Figure 2 from the Appendix shows purple and white flowers. . If we note the genotypes, we can see that the het (middle) shows the same colour as the purple parent; thus purple is dominant. "Albino" is a good name for the white mutant phenotype, so let's call the recessive allele a.

This means that the wild-type allele, which is dominant, would be indicated as A.

This means that the gene NAME is albino, and in our system there are two alleles for the albino gene; the mutant allele, causing albinism, and the wild-type, which allows normal colour.

Let’s always choose a letter based on the mutant phenotype for our gene symbol. If we are presented with a ladybug mutant that is small, we might choose “d” for “dwarf”. Geneticists sometimes set up a research program based on unusual phenotypes of the organism they are studying. The fact that a mutant phenotype that is heritable exists tells us that there is a genetic control for the trait and that it might be isolated in the lab. When you look at your classmates, you don’t necessarily note that none of them has an arm growing from the tops of their heads. If one student had this trait, however, you couldn’t help but notice it. If you found out it showed up in that student’s ancestry in a predictable fashion, you might reasonably suggest that there is a genetic basis for that. If it happened to be controlled by a single gene, you might call the gene “extra arm” or “arm head”. If it happened to be a dominant trait, you might use the letter “X” (for “Xtra”) or “A” (for “Arm) for the mutant allele. The wild type allele would be “x” or “a”, respectively.

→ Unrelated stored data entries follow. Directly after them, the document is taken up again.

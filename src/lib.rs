//! A small HTTP dispatch core: trie routing, route groups and onion middleware, built on hyper.
//!
//! ```
//! use geode::{Engine, Method, ResponseRecorder, StatusCode};
//!
//! let mut engine = Engine::with_default_middleware();
//! engine.get("/hello/:name", |c| {
//! 	let body = format!("hello {}", c.param("name"));
//! 	c.string(StatusCode::OK, body);
//! });
//!
//! let mut v1 = engine.group("/v1");
//! v1.use_middleware(|c| {
//! 	// before the route
//! 	c.next();
//! 	// after the route
//! });
//! v1.get("/assets/*filepath", |c| {
//! 	let file = c.param("filepath").to_owned();
//! 	c.string(StatusCode::OK, file);
//! });
//!
//! let mut recorder = ResponseRecorder::new();
//! engine.serve(Method::GET, "/hello/geektutu", &mut recorder)?;
//! assert_eq!(recorder.body_str(), "hello geektutu");
//! # Ok::<(), geode::Fault>(())
//! ```
//!
//! Path segments starting with `:` match any single segment and `*` matches the rest of the path.
//! When several routes could match, the one whose segment was registered first wins; routes are
//! not ranked by how specific they are.
//!
//! Middleware is any handler that calls [`Context::next`]. The middleware of every group whose
//! prefix starts the request path runs, in the order the groups were created, around the route
//! handler. Requests with no route still pass through that middleware and end in a 404.
//!
//! With the `server` feature (on by default) an engine can be served over hyper with
//! [`HttpEngine`].

#[cfg(feature = "server")]
mod server;
#[cfg(feature = "server")]
pub use server::*;

mod context;
mod engine;
mod error;
mod group;
mod middleware;
mod response;
mod trie;

/// Types and utilities for defining routes and route handlers.
pub mod route;

/// Registration and lookup of routes.
pub mod router;

pub use context::Context;
pub use engine::Engine;
pub use error::{panic_message, Fault};
pub use group::{GroupId, RouterGroup};
pub use http::{header, HeaderMap, Method, StatusCode};
pub use middleware::{logger, recovery};
pub use response::{ResponseRecorder, ResponseSink};
pub use route::*;
pub use router::Router;
pub use trie::RouteNode;
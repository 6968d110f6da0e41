use http::{Response, StatusCode};

/// Where a finished response goes. Transports implement this to write the status, headers and
/// body back to the client.
pub trait ResponseSink {
	fn send(&mut self, response: Response<Vec<u8>>);
}

/// A sink that keeps the response in memory.
#[derive(Debug, Default)]
pub struct ResponseRecorder {
	response: Option<Response<Vec<u8>>>,
}

impl ResponseRecorder {
	pub fn new() -> Self {
		Self::default()
	}

	/// The recorded response, if one was sent.
	pub fn response(&self) -> Option<&Response<Vec<u8>>> {
		self.response.as_ref()
	}

	pub fn into_response(self) -> Option<Response<Vec<u8>>> {
		self.response
	}

	pub fn status(&self) -> Option<StatusCode> {
		self.response.as_ref().map(Response::status)
	}

	/// The recorded body as text; empty if nothing was sent or the body is not UTF-8.
	pub fn body_str(&self) -> &str {
		self.response
			.as_ref()
			.and_then(|response| std::str::from_utf8(response.body()).ok())
			.unwrap_or_default()
	}
}

impl ResponseSink for ResponseRecorder {
	fn send(&mut self, response: Response<Vec<u8>>) {
		self.response = Some(response);
	}
}
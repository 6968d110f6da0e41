use crate::{panic_message, Context};
use http::StatusCode;
use std::{
	backtrace::Backtrace,
	panic::{self, AssertUnwindSafe},
	time::Instant,
};

/// Log the status, path and time taken once the rest of the chain has run.
pub fn logger() -> impl Fn(&mut Context) + Send + Sync + 'static {
	|c: &mut Context| {
		let start = Instant::now();
		c.next();
		tracing::info!(
			status = c.status_code().as_u16(),
			method = %c.method(),
			path = %c.path(),
			elapsed = ?start.elapsed(),
			"request handled"
		);
	}
}

/// Turn a panic anywhere downstream into a `500 Internal Server Error`.
///
/// Middleware registered before this one still gets to run its code after `next()`.
pub fn recovery() -> impl Fn(&mut Context) + Send + Sync + 'static {
	|c: &mut Context| {
		if let Err(payload) = panic::catch_unwind(AssertUnwindSafe(|| c.next())) {
			let message = panic_message(&*payload);
			let trace = Backtrace::force_capture();
			tracing::error!(
				method = %c.method(),
				path = %c.path(),
				%message,
				"recovered from handler panic\n{}",
				trace
			);
			c.fail(StatusCode::INTERNAL_SERVER_ERROR, "Internal Server Error");
		}
	}
}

When you’re writing down gene symbols for homework or on an exam, be sure to make the characters distinct. A typewritten “y” is easy to distinguish from the upper case “Y” but not as easy when writing it down. Instructors who ask you to show your work need to be able to follow your logic train. More important than that is YOU have to be able to follow your own reasoning. Students often switch symbols and come up with an answer that is inconsistent with the data given because of this. Consider underlining your capitals or putting a line through one of them to make it distinct (e.g. Y for the dominant allele; y for the recessive).

Lesson 2 - Basic Nomenclature

There are many ways to name genes.  The first rule is that both the wild-type and mutant, or dominant and recessive, must be identifiably linked to each other.  For example, if you're looking at a curly-haired mutation, the allele responsible could be called "c" for curly, and the wild-type allele could be called "C". Hint:  be sure that hand-written symbols are distinct!

This module shows a simple single-letter method of naming genes.